▸ What is being asked: Nothing outside the range below should be printed. Output exactly the lines from the line with "config file path" to the line with "shard_max_bytes = %fmt_mem(cfg.storage.shard_max_bytes", both included.

▸ Data supplied:
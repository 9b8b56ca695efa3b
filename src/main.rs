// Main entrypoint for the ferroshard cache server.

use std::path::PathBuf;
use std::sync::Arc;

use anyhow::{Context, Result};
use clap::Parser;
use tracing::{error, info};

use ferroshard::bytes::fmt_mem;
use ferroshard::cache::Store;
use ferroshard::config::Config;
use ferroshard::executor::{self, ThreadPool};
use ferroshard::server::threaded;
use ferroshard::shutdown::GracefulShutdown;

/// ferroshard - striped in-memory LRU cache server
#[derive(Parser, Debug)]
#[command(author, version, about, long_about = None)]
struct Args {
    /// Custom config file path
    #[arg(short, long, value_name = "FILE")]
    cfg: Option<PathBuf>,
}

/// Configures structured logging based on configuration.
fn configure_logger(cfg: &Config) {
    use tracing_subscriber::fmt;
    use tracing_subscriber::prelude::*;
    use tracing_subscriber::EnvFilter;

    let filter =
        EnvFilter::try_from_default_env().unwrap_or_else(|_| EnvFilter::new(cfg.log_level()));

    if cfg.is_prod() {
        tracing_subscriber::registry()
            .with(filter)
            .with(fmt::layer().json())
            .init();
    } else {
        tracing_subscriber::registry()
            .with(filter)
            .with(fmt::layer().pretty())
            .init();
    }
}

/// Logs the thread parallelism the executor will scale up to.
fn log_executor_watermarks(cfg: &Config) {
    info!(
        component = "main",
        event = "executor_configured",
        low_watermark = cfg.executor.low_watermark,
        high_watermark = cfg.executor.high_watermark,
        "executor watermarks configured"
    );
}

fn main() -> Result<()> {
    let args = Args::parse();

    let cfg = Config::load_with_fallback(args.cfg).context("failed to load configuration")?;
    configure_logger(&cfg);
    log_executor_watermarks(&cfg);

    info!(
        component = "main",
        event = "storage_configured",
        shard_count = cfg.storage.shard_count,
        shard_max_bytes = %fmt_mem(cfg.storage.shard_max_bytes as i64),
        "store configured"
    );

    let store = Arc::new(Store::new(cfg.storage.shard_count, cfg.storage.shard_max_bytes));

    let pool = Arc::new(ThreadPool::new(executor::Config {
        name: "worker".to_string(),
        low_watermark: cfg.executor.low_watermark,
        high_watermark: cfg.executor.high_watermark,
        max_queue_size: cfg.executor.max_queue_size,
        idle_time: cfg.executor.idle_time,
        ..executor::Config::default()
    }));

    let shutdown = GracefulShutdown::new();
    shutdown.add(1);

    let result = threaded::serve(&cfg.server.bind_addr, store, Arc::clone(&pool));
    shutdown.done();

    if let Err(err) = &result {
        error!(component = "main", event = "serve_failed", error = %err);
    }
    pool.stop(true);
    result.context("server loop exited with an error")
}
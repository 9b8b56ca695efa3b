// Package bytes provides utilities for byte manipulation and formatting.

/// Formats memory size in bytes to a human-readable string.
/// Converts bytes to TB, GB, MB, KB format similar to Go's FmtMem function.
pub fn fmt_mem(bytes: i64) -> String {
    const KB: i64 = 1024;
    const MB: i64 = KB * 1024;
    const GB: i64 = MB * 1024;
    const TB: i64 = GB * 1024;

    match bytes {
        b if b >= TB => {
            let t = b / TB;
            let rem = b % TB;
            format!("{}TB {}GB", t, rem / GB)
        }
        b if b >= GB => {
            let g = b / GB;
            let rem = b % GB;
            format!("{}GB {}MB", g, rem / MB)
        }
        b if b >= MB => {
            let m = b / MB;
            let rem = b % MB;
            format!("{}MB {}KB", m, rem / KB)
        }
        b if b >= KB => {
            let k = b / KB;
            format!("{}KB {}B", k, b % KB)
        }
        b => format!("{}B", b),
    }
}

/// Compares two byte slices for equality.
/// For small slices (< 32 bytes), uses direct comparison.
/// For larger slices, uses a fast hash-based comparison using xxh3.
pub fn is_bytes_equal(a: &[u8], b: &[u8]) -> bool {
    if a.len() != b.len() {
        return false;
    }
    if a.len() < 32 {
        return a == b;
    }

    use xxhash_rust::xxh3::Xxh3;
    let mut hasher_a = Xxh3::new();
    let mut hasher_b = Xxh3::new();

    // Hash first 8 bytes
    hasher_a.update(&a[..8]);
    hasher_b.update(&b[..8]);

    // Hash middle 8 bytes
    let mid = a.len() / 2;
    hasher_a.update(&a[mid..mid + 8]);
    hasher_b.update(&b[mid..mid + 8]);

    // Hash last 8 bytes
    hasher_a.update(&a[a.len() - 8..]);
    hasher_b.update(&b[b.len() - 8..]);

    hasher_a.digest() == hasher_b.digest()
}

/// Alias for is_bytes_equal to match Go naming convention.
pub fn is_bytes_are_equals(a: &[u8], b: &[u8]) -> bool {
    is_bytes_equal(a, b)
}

▸ Solution to the problem:
    /// Custom config file path
    #[arg(short, long, value_name = "FILE")]
    cfg: Option<PathBuf>,
}

/// Configures structured logging based on configuration.
fn configure_logger(cfg: &Config) {
    use tracing_subscriber::fmt;
    use tracing_subscriber::prelude::*;
    use tracing_subscriber::EnvFilter;

    let filter =
        EnvFilter::try_from_default_env().unwrap_or_else(|_| EnvFilter::new(cfg.log_level()));

    if cfg.is_prod() {
        tracing_subscriber::registry()
            .with(filter)
            .with(fmt::layer().json())
            .init();
    } else {
        tracing_subscriber::registry()
            .with(filter)
            .with(fmt::layer().pretty())
            .init();
    }
}

/// Logs the thread parallelism the executor will scale up to.
fn log_executor_watermarks(cfg: &Config) {
    info!(
        component = "main",
        event = "executor_configured",
        low_watermark = cfg.executor.low_watermark,
        high_watermark = cfg.executor.high_watermark,
        "executor watermarks configured"
    );
}

fn main() -> Result<()> {
    let args = Args::parse();

    let cfg = Config::load_with_fallback(args.cfg).context("failed to load configuration")?;
    configure_logger(&cfg);
    log_executor_watermarks(&cfg);

    info!(
        component = "main",
        event = "storage_configured",
        shard_count = cfg.storage.shard_count,
        shard_max_bytes = %fmt_mem(cfg.storage.shard_max_bytes as i64),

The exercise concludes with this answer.